Please quote exactly the lines below from the line containing "</md:SPSSODescriptor>" to the line containing "let root = doc.root();", both lines included, and nothing else.
══ INFORMATION SHOWN
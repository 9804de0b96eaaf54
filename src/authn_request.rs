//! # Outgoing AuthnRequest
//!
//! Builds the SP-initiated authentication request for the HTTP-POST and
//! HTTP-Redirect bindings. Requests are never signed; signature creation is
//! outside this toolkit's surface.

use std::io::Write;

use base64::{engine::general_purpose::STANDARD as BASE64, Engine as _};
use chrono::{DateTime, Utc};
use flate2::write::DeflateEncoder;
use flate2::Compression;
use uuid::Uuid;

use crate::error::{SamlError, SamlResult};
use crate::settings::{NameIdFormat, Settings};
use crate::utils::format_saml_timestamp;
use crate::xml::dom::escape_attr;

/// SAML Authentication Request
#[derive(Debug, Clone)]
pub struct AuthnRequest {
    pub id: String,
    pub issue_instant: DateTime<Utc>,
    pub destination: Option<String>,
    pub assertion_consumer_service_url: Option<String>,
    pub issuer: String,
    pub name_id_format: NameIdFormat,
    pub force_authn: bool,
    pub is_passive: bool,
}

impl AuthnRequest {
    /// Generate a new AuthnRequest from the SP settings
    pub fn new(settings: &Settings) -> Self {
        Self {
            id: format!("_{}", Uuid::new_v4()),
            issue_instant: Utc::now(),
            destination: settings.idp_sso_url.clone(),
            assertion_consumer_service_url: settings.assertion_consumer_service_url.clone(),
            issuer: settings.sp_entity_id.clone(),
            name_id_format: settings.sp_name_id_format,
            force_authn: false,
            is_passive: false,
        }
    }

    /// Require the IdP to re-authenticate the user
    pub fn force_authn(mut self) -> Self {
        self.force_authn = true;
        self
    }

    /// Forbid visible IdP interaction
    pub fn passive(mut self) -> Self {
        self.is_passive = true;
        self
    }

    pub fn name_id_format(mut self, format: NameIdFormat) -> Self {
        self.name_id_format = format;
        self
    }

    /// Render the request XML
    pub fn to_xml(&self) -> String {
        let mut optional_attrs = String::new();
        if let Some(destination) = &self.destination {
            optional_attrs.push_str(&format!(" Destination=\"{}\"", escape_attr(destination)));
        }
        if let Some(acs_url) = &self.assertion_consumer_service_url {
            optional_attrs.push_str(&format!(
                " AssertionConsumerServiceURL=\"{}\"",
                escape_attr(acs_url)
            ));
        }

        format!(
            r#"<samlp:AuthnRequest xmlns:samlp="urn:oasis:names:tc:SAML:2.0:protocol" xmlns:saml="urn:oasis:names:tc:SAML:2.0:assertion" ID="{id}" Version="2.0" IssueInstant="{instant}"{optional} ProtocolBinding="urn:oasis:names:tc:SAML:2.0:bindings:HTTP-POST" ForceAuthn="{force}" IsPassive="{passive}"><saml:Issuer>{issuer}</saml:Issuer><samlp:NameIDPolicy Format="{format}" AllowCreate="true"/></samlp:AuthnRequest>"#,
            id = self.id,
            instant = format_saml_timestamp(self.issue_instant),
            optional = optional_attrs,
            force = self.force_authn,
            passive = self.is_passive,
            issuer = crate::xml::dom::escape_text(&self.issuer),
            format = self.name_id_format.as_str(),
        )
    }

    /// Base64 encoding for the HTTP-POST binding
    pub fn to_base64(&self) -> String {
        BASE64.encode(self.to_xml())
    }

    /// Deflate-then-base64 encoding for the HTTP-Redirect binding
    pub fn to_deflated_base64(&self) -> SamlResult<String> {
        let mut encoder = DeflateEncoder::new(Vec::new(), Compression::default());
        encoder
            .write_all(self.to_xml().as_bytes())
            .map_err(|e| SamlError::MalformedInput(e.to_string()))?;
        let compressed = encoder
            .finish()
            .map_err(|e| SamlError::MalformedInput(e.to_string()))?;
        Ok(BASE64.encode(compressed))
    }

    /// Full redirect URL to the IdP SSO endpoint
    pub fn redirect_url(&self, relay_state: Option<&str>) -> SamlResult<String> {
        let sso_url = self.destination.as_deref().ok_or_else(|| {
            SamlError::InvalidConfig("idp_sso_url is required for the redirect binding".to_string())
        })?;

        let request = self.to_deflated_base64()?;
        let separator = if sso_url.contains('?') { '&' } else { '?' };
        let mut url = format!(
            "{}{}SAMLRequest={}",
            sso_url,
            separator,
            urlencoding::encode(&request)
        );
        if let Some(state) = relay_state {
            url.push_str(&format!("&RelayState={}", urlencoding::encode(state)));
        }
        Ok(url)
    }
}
════
══ INFORMATION SHOWN
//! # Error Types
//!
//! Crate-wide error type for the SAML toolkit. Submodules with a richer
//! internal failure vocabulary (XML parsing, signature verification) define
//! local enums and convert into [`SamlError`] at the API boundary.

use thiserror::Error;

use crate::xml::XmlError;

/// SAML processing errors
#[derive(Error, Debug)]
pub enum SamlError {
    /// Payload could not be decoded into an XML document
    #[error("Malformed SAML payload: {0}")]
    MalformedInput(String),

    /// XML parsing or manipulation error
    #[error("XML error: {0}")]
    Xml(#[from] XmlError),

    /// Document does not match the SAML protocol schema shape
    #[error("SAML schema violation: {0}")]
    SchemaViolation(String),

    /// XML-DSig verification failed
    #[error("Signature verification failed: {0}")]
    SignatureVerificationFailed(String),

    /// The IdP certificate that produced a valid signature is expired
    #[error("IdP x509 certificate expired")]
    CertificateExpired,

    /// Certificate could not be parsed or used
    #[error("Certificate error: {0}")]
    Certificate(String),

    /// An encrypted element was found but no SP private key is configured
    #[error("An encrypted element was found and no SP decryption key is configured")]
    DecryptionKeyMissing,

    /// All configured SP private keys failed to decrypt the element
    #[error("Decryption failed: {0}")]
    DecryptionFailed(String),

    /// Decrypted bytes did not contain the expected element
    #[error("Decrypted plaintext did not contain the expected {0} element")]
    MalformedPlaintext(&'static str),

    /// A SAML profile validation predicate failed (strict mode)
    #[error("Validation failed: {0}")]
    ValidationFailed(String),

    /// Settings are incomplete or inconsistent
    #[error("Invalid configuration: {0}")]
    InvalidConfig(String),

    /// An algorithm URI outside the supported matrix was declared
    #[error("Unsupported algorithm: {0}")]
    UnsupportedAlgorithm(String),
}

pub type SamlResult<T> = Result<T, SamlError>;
════
══ INFORMATION SHOWN
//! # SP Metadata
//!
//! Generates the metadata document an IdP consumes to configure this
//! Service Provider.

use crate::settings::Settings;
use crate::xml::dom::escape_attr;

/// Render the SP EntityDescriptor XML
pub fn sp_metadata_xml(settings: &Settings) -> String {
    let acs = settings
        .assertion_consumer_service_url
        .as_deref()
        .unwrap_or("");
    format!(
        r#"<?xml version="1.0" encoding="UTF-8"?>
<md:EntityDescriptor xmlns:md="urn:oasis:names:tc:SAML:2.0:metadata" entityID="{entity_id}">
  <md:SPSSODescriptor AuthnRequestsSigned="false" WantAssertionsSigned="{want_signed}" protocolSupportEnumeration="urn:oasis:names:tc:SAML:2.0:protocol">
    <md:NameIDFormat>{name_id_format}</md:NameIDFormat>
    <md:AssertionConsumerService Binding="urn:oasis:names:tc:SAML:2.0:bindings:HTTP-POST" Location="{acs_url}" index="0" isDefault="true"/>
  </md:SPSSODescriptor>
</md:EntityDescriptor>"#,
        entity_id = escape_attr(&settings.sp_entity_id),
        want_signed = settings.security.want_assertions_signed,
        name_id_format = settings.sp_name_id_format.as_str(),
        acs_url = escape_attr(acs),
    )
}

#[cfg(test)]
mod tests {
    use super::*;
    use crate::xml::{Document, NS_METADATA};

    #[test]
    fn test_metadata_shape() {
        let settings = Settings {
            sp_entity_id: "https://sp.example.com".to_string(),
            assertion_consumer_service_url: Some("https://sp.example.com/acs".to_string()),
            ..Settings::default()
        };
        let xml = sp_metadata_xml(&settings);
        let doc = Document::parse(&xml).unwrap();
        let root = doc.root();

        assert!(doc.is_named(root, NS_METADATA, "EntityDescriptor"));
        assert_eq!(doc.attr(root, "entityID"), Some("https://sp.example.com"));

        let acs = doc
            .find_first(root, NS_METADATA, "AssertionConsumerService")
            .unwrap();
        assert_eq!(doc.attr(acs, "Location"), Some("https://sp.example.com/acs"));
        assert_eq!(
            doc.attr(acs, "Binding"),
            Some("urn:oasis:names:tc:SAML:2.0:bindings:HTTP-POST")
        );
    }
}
════
*REPLY TO THE EXERCISE*.
  </md:SPSSODescriptor>
</md:EntityDescriptor>"#,
        entity_id = escape_attr(&settings.sp_entity_id),
        want_signed = settings.security.want_assertions_signed,
        name_id_format = settings.sp_name_id_format.as_str(),
        acs_url = escape_attr(acs),
    )
}

#[cfg(test)]
mod tests {
    use super::*;
    use crate::xml::{Document, NS_METADATA};

    #[test]
    fn test_metadata_shape() {
        let settings = Settings {
            sp_entity_id: "https://sp.example.com".to_string(),
            assertion_consumer_service_url: Some("https://sp.example.com/acs".to_string()),
            ..Settings::default()
        };
        let xml = sp_metadata_xml(&settings);
        let doc = Document::parse(&xml).unwrap();
        let root = doc.root();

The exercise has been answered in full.